Math Basics
Linear Algebra
Vectors
Vector: multi-dimensional quantity
Each dimension contains different information (e.g.: Age, Weight, Height…)
represented as bold symbols
A vector $\boldsymbol{x}$ is always a column vector
$$ \boldsymbol{x}=\left[\begin{array}{l} {1} \\\\ {2} \\\\ {4} \end{array}\right] $$A transposed vector $\boldsymbol{x}^T$ is a row vector
$$ \boldsymbol{x}^{T}=\left[\begin{array}{lll} {1} & {2} & {4} \end{array}\right] $$
Vector Operations
Multiplication by scalars
$$ 2\left[\begin{array}{l} {1} \\\\ {2} \end{array}\right]=\left[\begin{array}{l} {2} \\\\ {4} \end{array}\right] $$Addtition of vectors
$$ \left[\begin{array}{l}{1} \\\\ {2} \end{array}\right]+\left[\begin{array}{l}{3} \\\\ {1}\end{array}\right]=\left[\begin{array}{l}{4} \\\\ {3} \end{array}\right] $$Scalar (Inner) products: Sum the element-wise products
$$ \boldsymbol{v}=\left[\begin{array}{c}{1} \\\\ {2} \\\\ {4}\end{array}\right], \quad \boldsymbol{w}=\left[\begin{array}{l}{2} \\\\ {4} \\\\ {8}\end{array}\right] $$
- Length of a vector: Square root of the inner product with itself $$ \|\boldsymbol{v}\|=\langle\boldsymbol{v}, \boldsymbol{v}\rangle^{\frac{1}{2}}=\left(1^{2}+2^{2}+4^{2}\right)^{\frac{1}{2}}=\sqrt{21} $$
Matrices
Matrix: rectangular array of numbers arranged in rows and columns
denoted with bold upper-case letters
$$ \boldsymbol{X}=\left[\begin{array}{ll}{1} & {3} \\\\ {2} & {3} \\\\ {4} & {7}\end{array}\right] $$Dimension: $\\#rows \\times \\#columns$ (E.g.: 👆$X \in \mathbb{R}^{3 \times 2}$)
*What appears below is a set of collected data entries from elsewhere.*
//! Authentication and role-based access.
//!
//! Flow Overview: login and registration store the returned bearer token in the
//! session. Protected routes resolve the current user with `GET /user` and run
//! the role gate against the route's allow-list; the dashboard sidebar filters
//! its links with the same role sets. Logout clears the token even when the API
//! call fails. This module must avoid logging tokens or passwords.

pub(crate) mod client;
pub(crate) mod gate;
#[cfg(target_arch = "wasm32")]
mod guards;
pub(crate) mod nav;
pub(crate) mod role;
#[cfg(target_arch = "wasm32")]
pub(crate) mod state;
pub(crate) mod types;

#[cfg(target_arch = "wasm32")]
pub(crate) use guards::{RequireAccess, RequireRole};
Vectors are special cases of matrices
$$ \boldsymbol{x}^{T}=\underbrace{\left[\begin{array}{ccc}{1} & {2} & {4}\end{array}\right]}_{1 \times 3 \text { matrix }} $$
####Matrices in ML
Data set can be represented as matrix, where single samples are vectors
e.g.:
$$ \text { Joe: } \boldsymbol{x}\_{1}=\left[\begin{array}{c}{37} \\\\ {72} \\\\ {175}\end{array}\right], \qquad \text { Mary: } \boldsymbol{x}\_{2}=\left[\begin{array}{c}{10} \\\\ {30} \\\\ {61}\end{array}\right] \\\\ $$ $$ \text { Carol: } \boldsymbol{x}\_{3}=\left[\begin{array}{c}{25} \\\\ {65} \\\\ {121}\end{array}\right], \qquad \text { Brad: } \boldsymbol{x}\_{4}=\left[\begin{array}{c}{66} \\\\ {67} \\\\ {175}\end{array}\right] $$Age Weight Height Joe 37 72 175 Mary 10 30 61 Carol 25 65 121 Brad 66 67 175 Most typical representation:
- row ~ data sample (e.g. Joe)
- column ~ data entry (e.g. age)
Matrice Operations
Multiplication with scalar
$$ 3 \boldsymbol{M}=3\left[\begin{array}{lll}{3} & {4} & {5} \\\\ {1} & {0} & {1}\end{array}\right]=\left[\begin{array}{ccc}{9} & {12} & {15} \\\\ {3} & {0} & {3}\end{array}\right] $$Addition of matrices
$$ \boldsymbol{M} + \boldsymbol{N}=\left[\begin{array}{lll}{3} & {4} & {5} \\\\ {1} & {0} & {1}\end{array}\right]+\left[\begin{array}{lll}{1} & {2} & {1} \\\\ {3} & {1} & {1}\end{array}\right]=\left[\begin{array}{lll}{4} & {6} & {6} \\\\ {4} & {1} & {2}\end{array}\right] $$Transposed
$$ \boldsymbol{M}=\left[\begin{array}{lll}{3} & {4} & {5} \\\\ {1} & {0} & {1}\end{array}\right], \boldsymbol{M}^{T}=\left[\begin{array}{ll}{3} & {1} \\\\ {4} & {0} \\\\ {5} & {1}\end{array}\right] $$Matrix-Vector product (Vector need to have same dimensionality as number of columns)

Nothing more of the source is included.